Member of Kerala Legislative Assembly
- In office 11 May 2006 – 2 May 2021
- Preceded by: A. K. Antony
- Succeeded by: P. Prasad
- Constituency: Cherthala

Personal details
- Born: 2 November 1957 (age 68) Cherthala, Alappuzha, Kerala, India
- Party: Communist Party of India
- Spouse: Usha V.
- Children: 2
- Parents: Parameswaran; Gowry;

= P. Thilothaman =

Indian politician

P. Thilothaman (born 2 November 1957) is an Indian politician. He served as a member of the 14th Kerala Legislative Assembly and former minister for Food and Civil Supplies Department of Kerala. He belongs to Communist Party of India and represented Cherthala constituency.

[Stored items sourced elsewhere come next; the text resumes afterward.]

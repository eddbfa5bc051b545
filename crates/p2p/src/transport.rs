use async_trait::async_trait;
use thiserror::Error;

use crate::{PeerIdentity, TransportError};

/// Lifecycle signals of a single link, delivered in order. A link is
/// `pending` from creation until `Open` arrives, then `open` until `Closed`.
/// `Error` is connection-scoped and terminal for a pending link.
#[derive(Debug, Clone)]
pub enum LinkEvent {
	Open,
	Data(Vec<u8>),
	Closed,
	Error(String),
}

/// Which side initiated the link. Used to pick a deterministic survivor
/// when two peers dial each other simultaneously.
#[derive(Debug, Clone, Copy, PartialEq, Eq)]
pub enum LinkDirection {
	Outbound,
	Inbound,
}

/// One point-to-point connection attempt, pending until its `Open` event.
///
/// `outgoing` carries raw payload frames to the remote; `events` yields the
/// lifecycle signals and inbound frames. The transport is responsible for
/// pumping both ends; dropping `outgoing` closes the link.
#[derive(Debug)]
pub struct Link {
	pub remote: PeerIdentity,
	pub direction: LinkDirection,
	pub outgoing: flume::Sender<Vec<u8>>,
	pub events: flume::Receiver<LinkEvent>,
}

#[derive(Debug, Error)]
pub enum RegisterError {
	/// Another live endpoint already holds this name. Recoverable: try the
	/// next candidate.
	#[error("identity is already claimed")]
	NameUnavailable,
	#[error(transparent)]
	Transport(#[from] TransportError),
}

/// The point-to-point transport capability.
///
/// Implementations handle NAT traversal, session negotiation and framing;
/// this crate only consumes the surface below.
#[async_trait]
pub trait Transport: Send + Sync + 'static {
	/// Atomically claim `identity` in the shared namespace, or reject if a
	/// live endpoint already holds it. The claim is released when the
	/// returned endpoint closes (or is dropped).
	async fn register(&self, identity: &PeerIdentity) -> Result<Box<dyn Endpoint>, RegisterError>;
}

/// A transport endpoint bound to a claimed identity.
#[async_trait]
pub trait Endpoint: Send + Sync {
	fn identity(&self) -> &PeerIdentity;

	/// Start a connection attempt towards `to`. The returned link is
	/// pending; wait for its `Open` event before sending.
	async fn dial(&self, to: &PeerIdentity) -> Result<Link, TransportError>;

	/// Wait for the next incoming link. `None` once the endpoint closed.
	async fn accept(&self) -> Option<Link>;

	/// Close every link and release the identity claim. Idempotent.
	async fn close(&self);
}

He was previously elected to Kerala Legislative Assembly in 2006 and 2011.

==Political life==

He started his political career during college days. He joined Communist Party of India in 1977. He was the state vice president of All India Youth Federation. He served as the president of Cherthala South Grama Panchayat (1995–96) and as the vice president of Coir-Fed. He was the Thaluk President of Theeradesa Matsya Chumattu Thozhilali Union and Union Secretary of Cherthala Mandalam Committee.

==Positions held==

- Member, C.P.I. State Council; Executive Member; C.P.I District Committee
- State President, Coir Workers Federation (AITUC)
- President, Cherthala Toddy Workers Union (A.I.T.U.C.)
- President, Cherthala Coir Factory Workers Union, K.L.D.C. Employees Association and Cherthala Taluk Ration Dealers Association

==Personal life==

He was born on 2 November 1957 at Cherthala. He is the son of Parameswaran and Gowry. He has a Bachelor of Arts degree. He is married to Usha V and has two children Amritha & Arjun.